[quote]colt44 wrote:
This whole science vs. religion thing is getting old, and no-one here ever seems to come to an agreement.
If every scientific claim about the universe ended up being wrong and disproved, it does absolutely NOTHING to prove anything in religion as being true. All it does is disprove a scientific theory. There are tons of theories, and it is very common for science to come up with one, then find new evidence and refute the previous one, and make a new one.
Please stop with the “well if science isn’t true than religion must be” crap…[/quote]
Well I agree that theories about the universe being wrong, doesn’t suddenly make Genesis chap. 1-2 an archaeological fact. After all they were theories in the first place. The problem isn’t religion and the problem isn’t science. The problem is that people have tried to use religion to represent and be science, and people have used science as evidence against religion.
The truth of the matter is they are two different disciplines and speak to different things. That doesn’t mean they do not intersect at times, they most certainly do, but more of a complement rather than a contrary thing. What they are not it’s enemies or opposites.

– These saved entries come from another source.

impl Soc {
    pub fn new(card: Box<dyn MediaCard>) -> Self {
        let (dac, dac_consumer) = sample_queue(4096);
        Soc {
            ram: vec![0; RAM_SIZE],
            bios: Vec::new(),
            clk: ClockPower::new(),
            irq: IrqController::new(),
            dma: DmaController::new(),
            pwm: PwmTimers::new(),
            lcd: LcdController::new(),
            iic: IicBus::new(),
            iis: IisBus::new(),
            gpio: Gpio::new(),
            slot: CardSlot::new(card),
            memcon: [0; 15],
            usb_host: [0; 23],
            uart0: [0; 11],
            uart1: [0; 11],
            usb_device: [0; 47],
            watchdog: [0; 3],
            rtc: [0; 19],
            adc: [0; 2],
            spi: [0; 6],
            mmc: [0; 16],
            sched: Scheduler::new(),
            dac,
            dac_consumer: Some(dac_consumer),
        }
    }

    pub fn reset(&mut self) {
        self.clk = ClockPower::new();
        self.irq = IrqController::new();
        self.dma = DmaController::new();
        self.pwm = PwmTimers::new();
        self.lcd = LcdController::new();
        self.iic.reset();
        self.iis = IisBus::new();
        self.gpio = Gpio::new();
        self.slot.reset();
        self.memcon = [0; 15];
        self.usb_host = [0; 23];
        self.uart0 = [0; 11];
        self.uart1 = [0; 11];
        self.usb_device = [0; 47];
        self.watchdog = [0; 3];
        self.rtc = [0; 19];
        self.adc = [0; 2];
        self.spi = [0; 6];
        self.mmc = [0; 16];
        self.sched = Scheduler::new();
    }

    pub fn load_bios(&mut self, data: &[u8]) {
        self.bios = data.to_vec();
    }

    pub fn load_eeprom(&mut self, data: &[u8]) {
        self.iic.load_eeprom(data);
    }

    pub fn eeprom(&self) -> &[u8] {
        self.iic.eeprom()
    }

    pub fn set_card(&mut self, card: Box<dyn MediaCard>) {
        self.slot.set_card(card);
    }

    /// Consumer end of the DAC sample queue, for an audio thread.
    pub fn take_audio_consumer(&mut self) -> Option<SampleConsumer> {
        self.dac_consumer.take()
    }

    /// Raw button lines, active low.
    pub fn set_input_lines(&mut self, in0: u8, in1: u8) {
        self.gpio.set_input_lines(in0, in1);
    }

    pub fn irq_asserted(&self) -> bool {
        self.irq.line_asserted()
    }

    pub fn cpu_clock_hz(&self) -> u32 {
        self.clk.fclk(Pll::Mpll)
    }

    pub fn now_ns(&self) -> u64 {
        self.sched.now()
    }

    pub fn framebuffer(&self) -> &[u32] {
        &self.lcd.framebuffer
    }

    pub fn frame_size(&self) -> (usize, usize) {
        self.lcd.frame_size()
    }

    /// 32-bit physical read. Unmapped addresses read as zero.
    pub fn read32(&self, addr: u32) -> u32 {
        let addr = addr & !3;
        if (addr as usize) + 4 <= self.bios.len() {
            let base = addr as usize;
            return u32::from_le_bytes([
                self.bios[base],
                self.bios[base + 1],
                self.bios[base + 2],
                self.bios[base + 3],
            ]);
        }
        if addr >= RAM_BASE && addr < RAM_BASE + RAM_SIZE as u32 {
            let base = (addr - RAM_BASE) as usize;
            return u32::from_le_bytes([
                self.ram[base],
                self.ram[base + 1],
                self.ram[base + 2],
                self.ram[base + 3],
            ]);
        }
        if let Some(i) = window(addr, MEMCON_BASE, 15) {
            return self.memcon[i];
        }
        if let Some(i) = window(addr, USBHOST_BASE, 23) {
            return self.usb_host[i];
        }
        if let Some(i) = window(addr, IRQ_BASE, 6) {
            return self.irq.read(i);
        }
        if let Some(i) = window(addr, DMA_BASE, 31) {
            return self.dma.read(i);
        }
        if let Some(i) = window(addr, CLKPOW_BASE, 6) {
            return self.clk.read(i);
        }
        if let Some(i) = window(addr, LCD_BASE, 256) {
            return self.lcd.read(i, self.lcd.scan_vpos(self.sched.now()));
        }
        if let Some(i) = window(addr, LCD_PALETTE_BASE, 256) {
            return self.lcd.read_palette(i);
        }
        if let Some(i) = window(addr, UART0_BASE, 11) {
            return uart_read(&self.uart0, i);
        }
        if let Some(i) = window(addr, UART1_BASE, 11) {
            return uart_read(&self.uart1, i);
        }
        if let Some(i) = window(addr, PWM_BASE, 17) {
            return self.pwm.read(i);
        }
        if let Some(i) = window(addr, USBDEV_BASE, 47) {
            return self.usb_device[i];
        }
        if let Some(i) = window(addr, WATCHDOG_BASE, 3) {
            return self.watchdog[i];
        }
        if let Some(i) = window(addr, IIC_BASE, 4) {
            return self.iic.read(i);
        }
        if let Some(i) = window(addr, IIS_BASE, 5) {
            return self.iis.read(i);
        }
        if let Some(i) = window(addr, GPIO_BASE, 24) {
            return self.gpio.read(i, &self.slot);
        }
        if let Some(i) = window(addr, RTC_BASE, 19) {
            return self.rtc[i];
        }
        if let Some(i) = window(addr, ADC_BASE, 2) {
            return self.adc[i];
        }
        if let Some(i) = window(addr, SPI_BASE, 6) {
            return self.spi[i];
        }
        if let Some(i) = window(addr, MMC_BASE, 16) {
            return self.mmc[i];
        }
        log::debug!("bus: read from unmapped {addr:08X}");
        0
    }

    /// 32-bit physical write under an access mask (partial masks carry
    /// byte and halfword accesses).
    pub fn write32(&mut self, addr: u32, data: u32, mask: u32) {
        let addr = addr & !3;
        log::trace!("bus: write {addr:08X} <- {data:08X} & {mask:08X}");
        if addr >= RAM_BASE && addr < RAM_BASE + RAM_SIZE as u32 {
            let base = (addr - RAM_BASE) as usize;
            let old = u32::from_le_bytes([
                self.ram[base],
                self.ram[base + 1],
                self.ram[base + 2],
                self.ram[base + 3],
            ]);
            let new = (old & !mask) | (data & mask);
            self.ram[base..base + 4].copy_from_slice(&new.to_le_bytes());
            return;
        }
        if let Some(i) = window(addr, MEMCON_BASE, 15) {
            combine(&mut self.memcon[i], data, mask);
            return;
        }
        if let Some(i) = window(addr, USBHOST_BASE, 23) {
            combine(&mut self.usb_host[i], data, mask);
            return;
        }
        if let Some(i) = window(addr, IRQ_BASE, 6) {
            self.irq.write(i, data, mask);
            return;
        }
        if let Some(i) = window(addr, DMA_BASE, 31) {
            if let DmaWrite::Recalc(ch) = self.dma.write(i, data, mask) {
                self.dma_recalc(ch);
            }
            return;
        }
        if let Some(i) = window(addr, CLKPOW_BASE, 6) {
            self.clk.write(i, data, mask);
            return;
        }
        if let Some(i) = window(addr, LCD_BASE, 256) {
            if self.lcd.write(i, data, mask) {
                self.lcd_recalc();
            }
            return;
        }
        if let Some(i) = window(addr, LCD_PALETTE_BASE, 256) {
            self.lcd.write_palette(i, data, mask);
            return;
        }
        if let Some(i) = window(addr, UART0_BASE, 11) {
            combine(&mut self.uart0[i], data, mask);
            return;
        }
        if let Some(i) = window(addr, UART1_BASE, 11) {
            combine(&mut self.uart1[i], data, mask);
            return;
        }
        if let Some(i) = window(addr, PWM_BASE, 17) {
            for ch in self.pwm.write(i, data, mask) {
                self.pwm_recalc(ch);
            }
            return;
        }
        if let Some(i) = window(addr, USBDEV_BASE, 47) {
            combine(&mut self.usb_device[i], data, mask);
            return;
        }
        if let Some(i) = window(addr, WATCHDOG_BASE, 3) {
            combine(&mut self.watchdog[i], data, mask);
            return;
        }
        if let Some(i) = window(addr, IIC_BASE, 4) {
            match self.iic.write(i, data, mask) {
                IicWrite::Start | IicWrite::Resume => {
                    self.sched.schedule_oneshot_ns(Event::Iic, IIC_BYTE_NS);
                }
                IicWrite::Stop => self.sched.cancel(Event::Iic),
                IicWrite::None => {}
            }
            return;
        }
        if let Some(i) = window(addr, IIS_BASE, 5) {
            if self.iis.write(i, data, mask, &self.dac) {
                self.iis_recalc();
            }
            return;
        }
        if let Some(i) = window(addr, GPIO_BASE, 24) {
            self.gpio.write(i, data, mask, &mut self.slot, &mut self.iis);
            return;
        }
        if let Some(i) = window(addr, RTC_BASE, 19) {
            combine(&mut self.rtc[i], data, mask);
            return;
        }
        if let Some(i) = window(addr, ADC_BASE, 2) {
            combine(&mut self.adc[i], data, mask);
            return;
        }
        if let Some(i) = window(addr, SPI_BASE, 6) {
            combine(&mut self.spi[i], data, mask);
            return;
        }
        if let Some(i) = window(addr, MMC_BASE, 16) {
            combine(&mut self.mmc[i], data, mask);
            return;
        }
        log::debug!("bus: write to unmapped {addr:08X}");
    }

    pub fn read8(&self, addr: u32) -> u8 {
        (self.read32(addr) >> ((addr & 3) * 8)) as u8
    }

    pub fn write8(&mut self, addr: u32, value: u8) {
        let shift = (addr & 3) * 8;
        self.write32(addr, u32::from(value) << shift, 0xFF << shift);
    }

    pub fn read16(&self, addr: u32) -> u16 {
        (self.read32(addr) >> ((addr & 2) * 8)) as u16
    }

    pub fn write16(&mut self, addr: u32, value: u16) {
        let shift = (addr & 2) * 8;
        self.write32(addr, u32::from(value) << shift, 0xFFFF << shift);
    }

    /// Run the machine forward by `ns` nanoseconds, firing due timer
    /// events in timestamp order.
    pub fn advance(&mut self, ns: u64) {
        let target = self.sched.now() + ns;
        while let Some(event) = self.sched.run_until(target) {
            self.dispatch(event);
        }
    }

    fn dispatch(&mut self, event: Event) {
        match event {
            Event::Lcd => {
                self.lcd.set_frame_origin(self.sched.now());
                self.lcd.render_frame(&self.ram);
            }
            Event::Pwm(ch) => {
                self.irq.request(sources::TIMER0 + u32::from(ch));
            }
            Event::Iic => {
                if self.iic.timer_tick() {
                    self.irq.request(sources::IIC);
                }
            }
            Event::Iis => {
                // The sample strobe doubles as the hardware DMA request
                // for channel 2.
                const IIS_DMA_CH: usize = 2;
                if !self.dma.software_start(IIS_DMA_CH)
                    && self.dma.hw_source(IIS_DMA_CH) == 0
                    && self.dma.enabled(IIS_DMA_CH)
                {
                    self.dma_trigger(IIS_DMA_CH);
                }
            }
        }
    }

    fn lcd_recalc(&mut self) {
        if self.lcd.enabled() {
            self.lcd.configure(self.clk.hclk());
            self.lcd.dma_init();
            self.lcd.set_frame_origin(self.sched.now());
            self.sched.schedule_hz(Event::Lcd, self.lcd.frame_rate_hz());
        } else {
            log::debug!("lcd: disabled");
            self.sched.cancel(Event::Lcd);
        }
    }

    fn pwm_recalc(&mut self, ch: usize) {
        let event = Event::Pwm(ch as u8);
        if !self.pwm.running(ch) {
            log::debug!("pwm: timer {ch} stopped");
            self.sched.cancel(event);
            return;
        }
        match self.pwm.rate_hz(ch, self.clk.pclk()) {
            Some(hz) if self.pwm.auto_reload(ch) => {
                log::debug!("pwm: timer {ch} periodic at {hz:.2} Hz");
                self.sched.schedule_hz(event, hz);
            }
            Some(hz) => {
                log::debug!("pwm: timer {ch} one-shot at {hz:.2} Hz");
                let ns = ((TICKS_PER_SEC as f64 / hz).round() as u64).max(1);
                self.sched.schedule_oneshot_ns(event, ns);
            }
            None => self.sched.cancel(event),
        }
    }

    fn iis_recalc(&mut self) {
        if self.iis.enabled() {
            let hz = self.iis.sample_rate_hz(self.clk.pclk());
            log::debug!("iis: sample strobe at {hz:.2} Hz");
            self.sched.schedule_hz(Event::Iis, hz);
        } else {
            self.sched.cancel(Event::Iis);
        }
    }

    fn dma_recalc(&mut self, ch: usize) {
        if self.dma.enabled(ch) {
            self.dma_start(ch);
        }
    }

    fn dma_start(&mut self, ch: usize) {
        log::debug!("dma: channel {ch} armed");
        self.dma.reload(ch);
        if self.dma.software_start(ch) {
            self.dma_trigger(ch);
        }
    }

    /// Service one DMA request: one unit in single mode, the full count
    /// in whole-block mode.
    fn dma_trigger(&mut self, ch: usize) {
        let unit = self.dma.unit_size(ch);
        let whole = self.dma.whole_block(ch);
        let src_fixed = self.dma.src_fixed(ch);
        let dst_fixed = self.dma.dst_fixed(ch);
        let mut count = self.dma.current_count(ch);
        let mut src = self.dma.current_src(ch);
        let mut dst = self.dma.current_dst(ch);

        while count > 0 {
            count -= 1;
            match unit {
                1 => {
                    let value = self.read8(src);
                    self.write8(dst, value);
                }
                2 => {
                    let value = self.read16(src);
                    self.write16(dst, value);
                }
                _ => {
                    let value = self.read32(src);
                    self.write32(dst, value, ALL);
                }
            }
            if !src_fixed {
                src = src.wrapping_add(unit);
            }
            if !dst_fixed {
                dst = dst.wrapping_add(unit);
            }
            if !whole {
                break;
            }
        }

        self.dma.set_current_count(ch, count);
        self.dma.set_current_src(ch, src);
        self.dma.set_current_dst(ch, dst);

        if count == 0 {
            if !self.dma.reload_disabled(ch) {
                self.dma.reload(ch);
            } else {
                self.dma.clear_enable(ch);
            }
            if self.dma.interrupt_enabled(ch) {
                self.irq.request(sources::DMA0 + ch as u32);
            }
        }
    }
}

I spoke to this in the “Occidental and Oriental Philosophies” thread, but I think it’s applicable here as much as there in terms of understand the core basis for each.
I said this:
"It’s such a misunderstanding of the topic. Philosophy is the father of all disciplines. Including religion. Everything, math, science, language everything essentially started as a philosophical question. What these disciplines do is answer a philosophical question and run with the answer. Math is just numerical philosophy. Science is empirical philosophy, literature is sound philosophy (we agree that certain sounds and symbols on a page mean a particular thing and then we are able to string these symbols together to make a greater meaning of collective symboilism. It in the case of spoken word, we basically grunt meaningfully. We just agree that certain grunts mean certain things and hence we are able to communicate). Religion, takes the philosophical position that God exists, that he has a will and a ‘personality’ and is personable and can be communicated with, and runs with that. It’s a discipline based on a philosophical position just like everything else. "
Bottom line, at their core, science and religion start with different philosophical propositions.